Man was yet to set foot on the moon the last time cricket’s County Championship knew a “three-peat” — and when the Yorkshire team of ’66, ’67 and ’68 accomplished the feat they most certainly did not call it that.
Of the 55 summers since, 10 have begun with one or other county as back-to-back champions, but come autumn, not one of the hat-trick chasers has still been on the throne. Starting away to Lancashire on Friday, the 11th, Surrey, are out to buck the trend.
“We were good last year, but I didn’t think we were great,” says former England international Alec Stewart, the club’s director of cricket, in what is an ominous warning to the rest.
“We perhaps weren’t at full capacity in how we could play last year and still won it.”
As if the chance to go three-in-a-row were not enough, Surrey were given extra motivation when Stewart announced last month that this season will be his last in post, the 60-year-old stepping back to spend more time with his family, including wife Lynn, who has been battling cancer for more than a decade.
Such is Stewart’s status at the Oval — where he spent all 23 years of his playing career — that when he walks away from the ground for the final time it will be through the gate that already bears his name.
“It can be an emotional driver,” says captain Rory Burns. “It’d be nice to send the gaffer out with another championship, but we’ve got a lot of hard work to do to get to that.”
If you’re not moving forward, you’re standing still, they say, and in truth, such is Surrey’s quality that that may well have been good enough. They have, however, made one major summer acquisition, in tempting star batter Dan Lawrence away from last year’s runners-up Essex.
“To be honest, I think the only club I would have come to would have been here,” says Lawrence, who is hoping the move will push him back into England’s Test side.
“It was an opportunity that I couldn’t let pass.”
While Surrey have indeed poached some stellar talent over the years, and brought overseas players such as West Indies hero Kemar Roach and Australia’s Sean Abbott back, their squad relies heavily on a remarkable production line of homegrown talent.
“I want to win every trophy,” says Stewart. “But I get as much enjoyment seeing an Ollie Pope, Will Jacks or Jamie Smith come through our system as youngsters, come into our first team and then go on to play for England. That, to me, counts as success.”
The only club I would have come to was Surrey… it was an opportunity that I couldn’t let pass
Dan Lawrence
It can also be a weakness. Surrey will, for instance, start the season without Jacks and Sam Curran, who are at the Indian Premier League, and will lose others to England duty at various times during the campaign. Still, the calibre of players not included in Friday’s first XI of the season at Old Trafford tells you they have the depth to cope. So what hope for the contenders?
“They are always broken, these monopolies, and the fun of sport is seeing people challenge those dominant teams,” said Richard Gould, the England & Wales Cricket Board’s (ECB) chief executive, this week.

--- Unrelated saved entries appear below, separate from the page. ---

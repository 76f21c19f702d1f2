// Copyright (c) 2025-2026 Federico Hoerth <memparanoid@gmail.com>
// SPDX-License-Identifier: GPL-3.0-only
// See LICENSE in the repository root for full license text.

//! Constant-time byte comparison.
//!
//! Every function in this crate answers a single question, "are these bytes
//! identical?", and answers it in time that depends only on the number of
//! bytes examined. There is no early exit on the first difference and no
//! branch on byte values inside the loop, so neither timing nor the memory
//! access pattern reveal where (or whether) the inputs differ.
//!
//! Only equality is reported. Nothing here produces an ordering.
//!
//! # Example
//!
//! ```
//! use ctcmp::{constant_time_eq, ct_memeq};
//!
//! let tag = [0xde, 0xad, 0xbe, 0xef];
//! let received = [0xde, 0xad, 0xbe, 0xee];
//!
//! assert!(!constant_time_eq(&tag, &received));
//!
//! // Only the first three bytes are examined.
//! assert!(ct_memeq(&tag, &received, 3));
//!
//! // Zero bytes examined: always equal.
//! assert!(ct_memeq(&tag, &received, 0));
//! ```

#![cfg_attr(not(test), no_std)]
#![warn(missing_docs)]

#[cfg(test)]
mod tests;

use subtle::Choice;

/// XOR/OR accumulation over exactly `len` byte pairs.
///
/// Returns `0` iff the first `len` bytes of `a` and `b` are identical.
/// Both slices are cut to `len` up front, so a short input panics before
/// any byte is combined and nothing past `len` is ever read.
#[inline(always)]
fn accumulate(a: &[u8], b: &[u8], len: usize) -> u8 {
    let a = &a[..len];
    let b = &b[..len];

    let mut acc = 0u8;
    for (x, y) in a.iter().zip(b.iter()) {
        acc |= x ^ y;
    }

    // Keep the optimizer from turning the fold into an early-exit compare.
    core::hint::black_box(acc)
}

/// Maps `0 -> 0` and any non-zero byte to `1` without a comparison.
#[inline(always)]
fn reduce(acc: u8) -> u8 {
    (acc | acc.wrapping_neg()) >> 7
}

/// Compares the first `len` bytes of `a` and `b` in constant time.
///
/// Returns `true` if they are identical. `len == 0` is always equal.
///
/// The amount of work performed is a function of `len` only: every index
/// in `[0, len)` is visited regardless of intermediate results.
///
/// # Panics
///
/// Panics if either slice is shorter than `len`. The check happens before
/// the comparison loop, so it does not affect timing of the in-bounds path.
///
/// # Example
///
/// ```
/// use ctcmp::ct_memeq;
///
/// let a = b"ABCDE";
/// let mut b = *a;
///
/// assert!(ct_memeq(a, &b, 5));
///
/// b[2] += 1;
/// assert!(!ct_memeq(a, &b, 5));
/// assert!(ct_memeq(a, &b, 2));
/// ```
#[inline(never)]
pub fn ct_memeq(a: &[u8], b: &[u8], len: usize) -> bool {
    reduce(accumulate(a, b, len)) == 0
}

/// Compares the first `len` bytes of `a` and `b`, `CRYPTO_memcmp` style.
///
/// Returns `0` if they are identical and `1` otherwise. The value is never
/// an ordering: `1` only means "different".
///
/// # Panics
///
/// Panics if either slice is shorter than `len`.
///
/// # Example
///
/// ```
/// use ctcmp::ct_memcmp;
///
/// assert_eq!(ct_memcmp(&[1, 2, 3], &[1, 2, 3], 3), 0);
/// assert_eq!(ct_memcmp(&[1, 2, 3], &[1, 2, 4], 3), 1);
/// assert_eq!(ct_memcmp(&[9, 9, 9], &[1, 2, 4], 0), 0);
/// ```
#[inline(never)]
pub fn ct_memcmp(a: &[u8], b: &[u8], len: usize) -> u8 {
    reduce(accumulate(a, b, len))
}

/// Compares the first `len` bytes of `a` and `b`, returning a [`Choice`].
///
/// `Choice(1)` means equal. Useful when the result feeds further
/// constant-time selection and should not be turned into a `bool` yet.
///
/// # Panics
///
/// Panics if either slice is shorter than `len`.
///
/// # Example
///
/// ```
/// use ctcmp::ct_memeq_choice;
///
/// let expected = [7u8; 16];
/// let received = [7u8; 16];
///
/// let ok = ct_memeq_choice(&expected, &received, 16);
/// assert!(bool::from(ok));
/// ```
#[inline(never)]
pub fn ct_memeq_choice(a: &[u8], b: &[u8], len: usize) -> Choice {
    Choice::from(reduce(accumulate(a, b, len)) ^ 1)
}

/// Constant-time equality for whole slices.
///
/// Slice lengths are treated as public: if they differ the function returns
/// `false` without looking at the contents. Equal-length slices are compared
/// with [`ct_memeq`].
///
/// # Example
///
/// ```
/// use ctcmp::constant_time_eq;
///
/// assert!(constant_time_eq(&[1, 2, 3, 4], &[1, 2, 3, 4]));
/// assert!(!constant_time_eq(&[1, 2, 3, 4], &[1, 2, 3, 5]));
/// assert!(!constant_time_eq(&[1, 2, 3, 4], &[1, 2, 3]));
/// ```
#[inline]
pub fn constant_time_eq(a: &[u8], b: &[u8]) -> bool {
    if a.len() != b.len() {
        return false;
    }

    ct_memeq(a, b, a.len())
}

Ironically, that remark came in a setting that said plenty for Surrey’s success and influence.
Gould was previously the county’s CEO and was speaking at a season launch held, incidentally, at the Oval, Surrey’s home. Later, ECB chair Richard Thompson — another former Surrey man — would present Burns, the Surrey skipper, with the County Championship pennant to fly over the ground, as teammate Pope, England’s Test vice-captain, sat in the front row.
Still, the point is valid: there is a reason why even the great county sides of the past 50 years have failed to reel off three titles in a row.
Unlike football, county cricket operates with a salary cap designed to level the playing field, and a relatively modest one at that, worth about £2.9 million per season.
Surrey’s is a little higher at £3.2 million, on account of a slight London weighting, but by far their bigger advantage is in being well-enough run as a business to make use of it. For most counties it is dry coffers, not cap space, that restricts spending on players.
Plenty do, though, look on enviously at Surrey’s edge in terms of wealth and location. The Oval is not only frequently packed out for international and T20 Blast matches, but also daylights as a lucrative London conference venue.
For players, too, the pull is real. “Me and my girlfriend are a young couple, so we’re quite keen to get into the mix and see what London has got for us,” says Lawrence, though for now he is still on the Central line from Essex each day. For him and for Surrey, a summer-long journey towards history lies ahead.